==== SOURCE DATA
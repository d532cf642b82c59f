use serde::{Deserialize, Deserializer, Serialize};
use std::collections::BTreeMap;

/// Tournament tracked by the poller, as listed in `tournaments.json`
#[derive(Debug, Clone, Serialize, Deserialize, PartialEq)]
pub struct TournamentSource {
    pub slug: String,
    #[serde(default)]
    pub title: String,
    pub region: String,
    /// Upstream page identifiers; each is queried as a prefix match
    #[serde(alias = "overview_page", deserialize_with = "one_or_many")]
    pub overview_pages: Vec<String>,
}

/// Team alias map from `teams.json`: alias substring -> canonical short name
pub type TeamMap = BTreeMap<String, String>;

/// Everything the configuration collaborator hands to a run
#[derive(Debug, Clone)]
pub struct RuntimeConfig {
    pub tournaments: Vec<TournamentSource>,
    pub team_map: TeamMap,
}


// --- Upstream Row Structures ---

/// Raw match row from the MatchSchedule cargo table.
///
/// The endpoint returns every value as a string (or null), and older
/// responses use spaced field names, so all fields are lenient.
#[derive(Debug, Clone, Default, Serialize, Deserialize, PartialEq)]
pub struct MatchRecord {
    #[serde(rename = "Team1", alias = "Team 1", default, deserialize_with = "lenient_string")]
    pub team1: Option<String>,
    #[serde(rename = "Team2", alias = "Team 2", default, deserialize_with = "lenient_string")]
    pub team2: Option<String>,
    #[serde(rename = "Team1Score", alias = "Team 1 Score", default, deserialize_with = "lenient_string")]
    pub team1_score: Option<String>,
    #[serde(rename = "Team2Score", alias = "Team 2 Score", default, deserialize_with = "lenient_string")]
    pub team2_score: Option<String>,
    #[serde(rename = "BestOf", alias = "Best Of", default, deserialize_with = "lenient_string")]
    pub best_of: Option<String>,
    #[serde(rename = "DateTime_UTC", alias = "DateTime UTC", default, deserialize_with = "lenient_string")]
    pub datetime_utc: Option<String>,
    #[serde(rename = "OverviewPage", alias = "Overview Page", default, deserialize_with = "lenient_string")]
    pub overview_page: Option<String>,
    #[serde(rename = "N_MatchInPage", alias = "N MatchInPage", default, deserialize_with = "lenient_string")]
    pub match_in_page: Option<String>,
    #[serde(rename = "Tab", default, deserialize_with = "lenient_string")]
    pub tab: Option<String>,
    #[serde(rename = "Round", default, deserialize_with = "lenient_string")]
    pub round: Option<String>,
}

impl MatchRecord {
    /// Games won by team 1, capped at the series length
    pub fn score1(&self) -> u32 {
        parse_score(self.team1_score.as_deref()).min(self.best_of())
    }

    pub fn score2(&self) -> u32 {
        parse_score(self.team2_score.as_deref()).min(self.best_of())
    }

    /// Upstream sends "" for unplayed matches; anything else counts as reported
    pub fn has_reported_score(&self) -> bool {
        self.team1_score
            .as_deref()
            .is_some_and(|s| !s.trim().is_empty())
    }

    /// Best-of length, falling back to 3 when missing or not a positive number
    pub fn best_of(&self) -> u32 {
        self.best_of
            .as_deref()
            .and_then(|s| s.trim().parse::<u32>().ok())
            .filter(|bo| *bo > 0)
            .unwrap_or(3)
    }
}

fn parse_score(raw: Option<&str>) -> u32 {
    raw.and_then(|s| s.trim().parse::<u32>().ok()).unwrap_or(0)
}

fn lenient_string<'de, D>(deserializer: D) -> Result<Option<String>, D::Error>
where
    D: Deserializer<'de>,
{
    let value = Option::<serde_json::Value>::deserialize(deserializer)?;
    Ok(match value {
        Some(serde_json::Value::String(s)) => Some(s),
        Some(serde_json::Value::Number(n)) => Some(n.to_string()),
        Some(serde_json::Value::Bool(b)) => Some(b.to_string()),
        _ => None,
    })
}

fn one_or_many<'de, D>(deserializer: D) -> Result<Vec<String>, D::Error>
where
    D: Deserializer<'de>,
{
    #[derive(Deserialize)]
    #[serde(untagged)]
    enum OneOrMany {
        One(String),
        Many(Vec<String>),
    }

    Ok(match OneOrMany::deserialize(deserializer)? {
        OneOrMany::One(page) => vec![page],
        OneOrMany::Many(pages) => pages,
    })
}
========
=== ASSIGNMENT ===
Output an exact copy of each record.

=== TASK RESPONSE ===
repository d532cf642b82c59f
use serde::{Deserialize, Deserializer, Serialize};
use std::collections::BTreeMap;

/// Tournament tracked by the poller, as listed in `tournaments.json`
#[derive(Debug, Clone, Serialize, Deserialize, PartialEq)]
pub struct TournamentSource {
    pub slug: String,
    #[serde(default)]
    pub title: String,
    pub region: String,
    /// Upstream page identifiers; each is queried as a prefix match
    #[serde(alias = "overview_page", deserialize_with = "one_or_many")]
    pub overview_pages: Vec<String>,
}

/// Team alias map from `teams.json`: alias substring -> canonical short name
pub type TeamMap = BTreeMap<String, String>;

/// Everything the configuration collaborator hands to a run
#[derive(Debug, Clone)]
pub struct RuntimeConfig {
    pub tournaments: Vec<TournamentSource>,
    pub team_map: TeamMap,
}


// --- Upstream Row Structures ---

/// Raw match row from the MatchSchedule cargo table.
///
/// The endpoint returns every value as a string (or null), and older
/// responses use spaced field names, so all fields are lenient.
#[derive(Debug, Clone, Default, Serialize, Deserialize, PartialEq)]
pub struct MatchRecord {
    #[serde(rename = "Team1", alias = "Team 1", default, deserialize_with = "lenient_string")]
    pub team1: Option<String>,
    #[serde(rename = "Team2", alias = "Team 2", default, deserialize_with = "lenient_string")]
    pub team2: Option<String>,
    #[serde(rename = "Team1Score", alias = "Team 1 Score", default, deserialize_with = "lenient_string")]
    pub team1_score: Option<String>,
    #[serde(rename = "Team2Score", alias = "Team 2 Score", default, deserialize_with = "lenient_string")]
    pub team2_score: Option<String>,
    #[serde(rename = "BestOf", alias = "Best Of", default, deserialize_with = "lenient_string")]
    pub best_of: Option<String>,
    #[serde(rename = "DateTime_UTC", alias = "DateTime UTC", default, deserialize_with = "lenient_string")]
    pub datetime_utc: Option<String>,
    #[serde(rename = "OverviewPage", alias = "Overview Page", default, deserialize_with = "lenient_string")]
    pub overview_page: Option<String>,
    #[serde(rename = "N_MatchInPage", alias = "N MatchInPage", default, deserialize_with = "lenient_string")]
    pub match_in_page: Option<String>,
    #[serde(rename = "Tab", default, deserialize_with = "lenient_string")]
    pub tab: Option<String>,
    #[serde(rename = "Round", default, deserialize_with = "lenient_string")]
    pub round: Option<String>,
}

impl MatchRecord {
    /// Games won by team 1, capped at the series length
    pub fn score1(&self) -> u32 {
        parse_score(self.team1_score.as_deref()).min(self.best_of())
    }

    pub fn score2(&self) -> u32 {
        parse_score(self.team2_score.as_deref()).min(self.best_of())
    }

    /// Upstream sends "" for unplayed matches; anything else counts as reported
    pub fn has_reported_score(&self) -> bool {
        self.team1_score
            .as_deref()
            .is_some_and(|s| !s.trim().is_empty())
    }

    /// Best-of length, falling back to 3 when missing or not a positive number
    pub fn best_of(&self) -> u32 {
        self.best_of
            .as_deref()
            .and_then(|s| s.trim().parse::<u32>().ok())
            .filter(|bo| *bo > 0)
            .unwrap_or(3)
    }
}

fn parse_score(raw: Option<&str>) -> u32 {
    raw.and_then(|s| s.trim().parse::<u32>().ok()).unwrap_or(0)
}

fn lenient_string<'de, D>(deserializer: D) -> Result<Option<String>, D::Error>
where
    D: Deserializer<'de>,
{
    let value = Option::<serde_json::Value>::deserialize(deserializer)?;
    Ok(match value {
        Some(serde_json::Value::String(s)) => Some(s),
        Some(serde_json::Value::Number(n)) => Some(n.to_string()),
        Some(serde_json::Value::Bool(b)) => Some(b.to_string()),
        _ => None,
    })
}

fn one_or_many<'de, D>(deserializer: D) -> Result<Vec<String>, D::Error>
where
    D: Deserializer<'de>,
{
    #[derive(Deserialize)]
    #[serde(untagged)]
    enum OneOrMany {
        One(String),
        Many(Vec<String>),
    }

    Ok(match OneOrMany::deserialize(deserializer)? {
        OneOrMany::One(page) => vec![page],
        OneOrMany::Many(pages) => pages,
    })
}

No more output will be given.